● **What to work on**
Using the entries that follow, please report how many lines contain the word "exactly", with no other words.

Data items:
※
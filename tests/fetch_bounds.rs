//! Integration tests for bounded tree fetching
//!
//! These tests verify that:
//! 1. Depth and fan-out limits prune the tree without raising errors
//! 2. No member repeats on a root-to-leaf path, whatever the ledger links
//! 3. Concurrent ledger reads never exceed the configured pool size

use std::collections::HashSet;
use std::sync::Arc;
use std::time::Duration;

use pretty_assertions::assert_eq;
use proptest::prelude::*;

use genealogy_sync::{FetchConfig, InMemoryLedger, NetworkNode, NodeId, TreeFetcher};

fn id(name: &str) -> NodeId {
    NodeId::new(name)
}

fn child_ids(node: &NetworkNode) -> Vec<&str> {
    node.children.iter().map(|c| c.id.as_str()).collect()
}

/// Walk the tree with an explicit stack and check every bound on the way
fn assert_within_bounds(tree: &NetworkNode, max_depth: u32, max_fanout: usize) -> Result<(), TestCaseError> {
    let mut stack: Vec<(&NetworkNode, Vec<&NodeId>)> = vec![(tree, Vec::new())];
    while let Some((node, mut path)) = stack.pop() {
        prop_assert!(node.depth <= max_depth, "{} at depth {}", node.id, node.depth);
        prop_assert_eq!(node.depth as usize, path.len());
        prop_assert!(node.children.len() <= max_fanout, "{} has {} children", node.id, node.children.len());
        prop_assert!(!path.contains(&&node.id), "{} repeats on its own path", node.id);
        path.push(&node.id);
        for child in &node.children {
            stack.push((child, path.clone()));
        }
    }
    Ok(())
}

#[tokio::test]
async fn test_depth_limit_prunes_without_error() {
    let ledger = Arc::new(InMemoryLedger::new());
    ledger.add_registered("root", None, 1);
    ledger.add_registered("a", Some(&id("root")), 2);
    ledger.add_registered("b", Some(&id("root")), 3);
    ledger.add_registered("a1", Some(&id("a")), 4);

    let fetcher = TreeFetcher::new(ledger.clone(), FetchConfig::default());
    let fetched = fetcher.fetch_tree(&id("root"), 1, 10).await.unwrap();

    assert_eq!(child_ids(&fetched.root), vec!["a", "b"]);
    assert!(fetched.root.children.iter().all(|c| c.children.is_empty()));
    assert!(!fetched.partial);
    assert_eq!(fetched.node_count, 3);
    // the pruned level is never asked for
    assert_eq!(ledger.info_calls(&id("a1")), 0);
}

#[tokio::test]
async fn test_fanout_limit_keeps_first_slots() {
    let ledger = Arc::new(InMemoryLedger::new());
    ledger.add_registered("root", None, 1);
    for i in 0..12 {
        ledger.add_registered(format!("c{i}"), Some(&id("root")), 10 + i);
    }

    let fetcher = TreeFetcher::new(ledger.clone(), FetchConfig::default());
    let fetched = fetcher.fetch_tree(&id("root"), 5, 10).await.unwrap();

    let expected: Vec<String> = (0..10).map(|i| format!("c{i}")).collect();
    assert_eq!(child_ids(&fetched.root), expected.iter().map(String::as_str).collect::<Vec<_>>());
    assert!(!fetched.partial);
    assert!(fetched.root.errors.is_empty());
    assert_eq!(ledger.child_calls(&id("root")), 10);
}

#[tokio::test(start_paused = true)]
async fn test_reads_stay_within_pool_size() {
    let ledger = Arc::new(InMemoryLedger::new());
    ledger.add_registered("root", None, 1);
    for i in 0..20 {
        ledger.add_registered(format!("c{i}"), Some(&id("root")), 10 + i);
    }
    ledger.set_default_latency(Duration::from_millis(50));

    let config = FetchConfig::default().with_concurrency(4);
    let fetcher = TreeFetcher::new(ledger.clone(), config);
    let fetched = fetcher.fetch_tree(&id("root"), 2, 25).await.unwrap();

    assert_eq!(fetched.root.children.len(), 20);
    let peak = ledger.max_concurrent_reads();
    assert!(peak <= 4, "peak concurrency {peak}");
    assert!(peak > 1, "siblings were read one at a time");
}

#[tokio::test]
async fn test_cyclic_ledger_terminates() {
    let ledger = Arc::new(InMemoryLedger::new());
    ledger.add_registered("root", None, 1);
    ledger.add_registered("a", Some(&id("root")), 2);
    ledger.add_registered("b", Some(&id("a")), 3);
    ledger.link_child(&id("b"), &id("root"));
    ledger.link_child(&id("b"), &id("b"));

    let fetcher = TreeFetcher::new(ledger, FetchConfig::default());
    let fetched = fetcher.fetch_tree(&id("root"), 10, 10).await.unwrap();

    assert_eq!(fetched.node_count, 3);
    assert!(fetched.partial);
    let b = fetched.root.find(&id("b")).unwrap();
    assert_eq!(b.errors.len(), 2);
}

/// Random ledger: a sponsor tree plus a few arbitrary extra links, which may
/// close cycles, self-loops or shared children.
fn ledger_strategy() -> impl Strategy<Value = (Vec<usize>, Vec<(usize, usize)>)> {
    (
        prop::collection::vec(0usize..1_000, 0..30),
        prop::collection::vec((0usize..1_000, 0usize..1_000), 0..6),
    )
}

fn build_ledger(sponsors: &[usize], links: &[(usize, usize)]) -> InMemoryLedger {
    let ledger = InMemoryLedger::new();
    ledger.add_registered("m0", None, 1);
    for (i, pick) in sponsors.iter().enumerate() {
        let member = i + 1;
        let sponsor = NodeId::new(format!("m{}", pick % member));
        ledger.add_registered(format!("m{member}"), Some(&sponsor), member as i64 + 1);
    }
    let n = sponsors.len() + 1;
    for (from, to) in links {
        ledger.link_child(&NodeId::new(format!("m{}", from % n)), &NodeId::new(format!("m{}", to % n)));
    }
    ledger
}

proptest! {
    #![proptest_config(ProptestConfig::with_cases(64))]

    #[test]
    fn prop_fetch_respects_bounds(
        (sponsors, links) in ledger_strategy(),
        max_depth in 0u32..5,
        max_fanout in 0usize..5,
    ) {
        let ledger = Arc::new(build_ledger(&sponsors, &links));
        let fetcher = TreeFetcher::new(ledger, FetchConfig::default());
        let runtime = tokio::runtime::Builder::new_current_thread().enable_all().build().unwrap();
        let fetched = runtime
            .block_on(fetcher.fetch_tree(&NodeId::new("m0"), max_depth, max_fanout))
            .unwrap();

        assert_within_bounds(&fetched.root, max_depth, max_fanout)?;
        prop_assert_eq!(fetched.node_count, fetched.root.node_count());

        let ids: HashSet<&NodeId> = fetched.root.iter().map(|n| &n.id).collect();
        prop_assert!(ids.len() <= sponsors.len() + 1);
    }
}
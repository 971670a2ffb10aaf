//! Ledger Query Adapter
//!
//! The narrow read interface the engine needs from the external ledger.
//! Implementations are assumed to be slow, rate limited and occasionally
//! failing; callers wrap every read in a timeout and retry policy.

mod memory;

pub use memory::{InMemoryLedger, LedgerSnapshot, MemberRecord};

use async_trait::async_trait;
use genealogy_types::{LedgerUserInfo, NodeId};

use crate::error::LedgerError;

#[async_trait]
pub trait LedgerQuery: Send + Sync {
    /// Raw member record. Unknown ids return an unregistered record.
    async fn get_node_info(&self, id: &NodeId) -> Result<LedgerUserInfo, LedgerError>;

    /// Identifier of the child in slot `index`, `None` past the last child.
    async fn get_child_id(&self, id: &NodeId, index: u32) -> Result<Option<NodeId>, LedgerError>;

    /// Sponsor of `id`, `None` at the top of the hierarchy.
    async fn get_upline_id(&self, _id: &NodeId) -> Result<Option<NodeId>, LedgerError> {
        Ok(None)
    }
}
//! Shared types for the referral network synchronization workspace
//!
//! Every crate that touches a network tree (sync engine, layout, CLI) uses
//! the types defined here, so the shape of a node is decided once.
//!
//! ## Ingestion
//!
//! ```text
//! LedgerUserInfo (raw, base units, integer codes)
//!        │  ingest()  - defaults resolved exactly once
//!        ▼
//! NodeAttributes (typed tiers, Decimal amounts, derived status)
//!        │
//!        ▼
//! NetworkNode { id, depth, attributes, children, errors }
//! ```

pub mod attributes;
pub mod node;

pub use attributes::{LedgerUserInfo, MemberStatus, NodeAttributes, PackageTier, Rank};
pub use node::{BranchError, BranchErrorKind, NetworkNode, NodeId, Projection};
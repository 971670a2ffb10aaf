//! Tree Statistics Aggregator and team report
//!
//! Both are pure functions over a borrowed tree. Amounts are summed as
//! `Decimal`, so thousands of 18-decimal earnings add up exactly. Sums
//! saturate at `Decimal::MAX` instead of overflowing.

use std::collections::BTreeMap;

use chrono::{DateTime, Duration, Utc};
use genealogy_types::{NetworkNode, NodeId, PackageTier, Rank};
use rust_decimal::Decimal;
use serde::Serialize;

/// Entries in each top-N list of the team report
const TOP_N: usize = 10;

/// Minimum earnings (token units) to count as a top performer
const TOP_PERFORMER_EARNINGS: i64 = 100;

/// Minimum investment (token units) to count as a big investor
const BIG_INVESTOR_AMOUNT: i64 = 200;

/// Joined within this many days to count as a recent joiner
const RECENT_JOINER_DAYS: i64 = 7;

#[derive(Debug, Clone, Default, PartialEq, Eq, Serialize)]
pub struct TreeStats {
    /// Every node including the root
    pub total_nodes: usize,
    pub active_nodes: usize,
    pub inactive_nodes: usize,
    pub max_depth: u32,
    pub total_earnings: Decimal,
    pub total_investment: Decimal,
    /// Depth → node count
    pub level_distribution: BTreeMap<u32, usize>,
    pub package_distribution: BTreeMap<PackageTier, usize>,
}

/// Single pass over the tree (explicit stack, no recursion).
///
/// A root-only tree yields `total_nodes = 1`, `max_depth` equal to the root
/// depth, and the root's own attributes as the only contribution.
pub fn aggregate(tree: &NetworkNode) -> TreeStats {
    let mut stats = TreeStats::default();
    for node in tree.iter() {
        let attrs = &node.attributes;
        stats.total_nodes += 1;
        if attrs.active {
            stats.active_nodes += 1;
        } else {
            stats.inactive_nodes += 1;
        }
        stats.max_depth = stats.max_depth.max(node.depth);
        stats.total_earnings = stats.total_earnings.saturating_add(attrs.earnings);
        stats.total_investment = stats.total_investment.saturating_add(attrs.total_investment);
        *stats.level_distribution.entry(node.depth).or_default() += 1;
        *stats.package_distribution.entry(attrs.package).or_default() += 1;
    }
    stats
}

/// Compact member line used in the team report lists
#[derive(Debug, Clone, PartialEq, Eq, Serialize)]
pub struct MemberSummary {
    pub id: NodeId,
    /// Levels below the report root
    pub level: u32,
    pub package: PackageTier,
    pub rank: Rank,
    pub earnings: Decimal,
    pub total_investment: Decimal,
    pub joined_at: Option<DateTime<Utc>>,
}

impl MemberSummary {
    fn of(node: &NetworkNode, root_depth: u32) -> Self {
        Self {
            id: node.id.clone(),
            level: node.depth - root_depth,
            package: node.attributes.package,
            rank: node.attributes.rank,
            earnings: node.attributes.earnings,
            total_investment: node.attributes.total_investment,
            joined_at: node.attributes.joined_at,
        }
    }
}

/// Downline summary of a root (the root itself is not counted)
#[derive(Debug, Clone, Default, PartialEq, Eq, Serialize)]
pub struct TeamReport {
    pub total_members: usize,
    pub active_members: usize,
    pub inactive_members: usize,
    /// Level below the root → member count
    pub level_distribution: BTreeMap<u32, usize>,
    pub package_distribution: BTreeMap<PackageTier, usize>,
    pub total_earnings: Decimal,
    pub total_investment: Decimal,
    pub average_investment: Decimal,
    pub top_performers: Vec<MemberSummary>,
    pub recent_joiners: Vec<MemberSummary>,
    pub biggest_investors: Vec<MemberSummary>,
}

pub fn team_report(tree: &NetworkNode, now: DateTime<Utc>) -> TeamReport {
    let mut report = TeamReport::default();
    let mut members: Vec<MemberSummary> = Vec::new();
    let recent_cutoff = now - Duration::days(RECENT_JOINER_DAYS);

    for node in tree.iter().skip(1) {
        let attrs = &node.attributes;
        let summary = MemberSummary::of(node, tree.depth);

        report.total_members += 1;
        if attrs.active {
            report.active_members += 1;
        } else {
            report.inactive_members += 1;
        }
        *report.level_distribution.entry(summary.level).or_default() += 1;
        *report.package_distribution.entry(attrs.package).or_default() += 1;
        report.total_earnings = report.total_earnings.saturating_add(attrs.earnings);
        report.total_investment = report.total_investment.saturating_add(attrs.total_investment);
        members.push(summary);
    }

    if report.total_members > 0 {
        report.average_investment = report.total_investment / Decimal::from(report.total_members);
    }

    let performer_floor = Decimal::from(TOP_PERFORMER_EARNINGS);
    report.top_performers = top_by(&members, |m| m.earnings > performer_floor, |a, b| b.earnings.cmp(&a.earnings));

    report.recent_joiners = top_by(
        &members,
        |m| m.joined_at.is_some_and(|at| at >= recent_cutoff),
        |a, b| b.joined_at.cmp(&a.joined_at),
    );

    let investor_floor = Decimal::from(BIG_INVESTOR_AMOUNT);
    report.biggest_investors = top_by(
        &members,
        |m| m.total_investment > investor_floor,
        |a, b| b.total_investment.cmp(&a.total_investment),
    );

    report
}

/// Filter, stable sort and keep the first `TOP_N`
fn top_by<F, C>(members: &[MemberSummary], keep: F, order: C) -> Vec<MemberSummary>
where
    F: Fn(&MemberSummary) -> bool,
    C: Fn(&MemberSummary, &MemberSummary) -> std::cmp::Ordering,
{
    let mut picked: Vec<MemberSummary> = members.iter().filter(|m| keep(m)).cloned().collect();
    picked.sort_by(|a, b| order(a, b));
    picked.truncate(TOP_N);
    picked
}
※
● **Problem solution**
2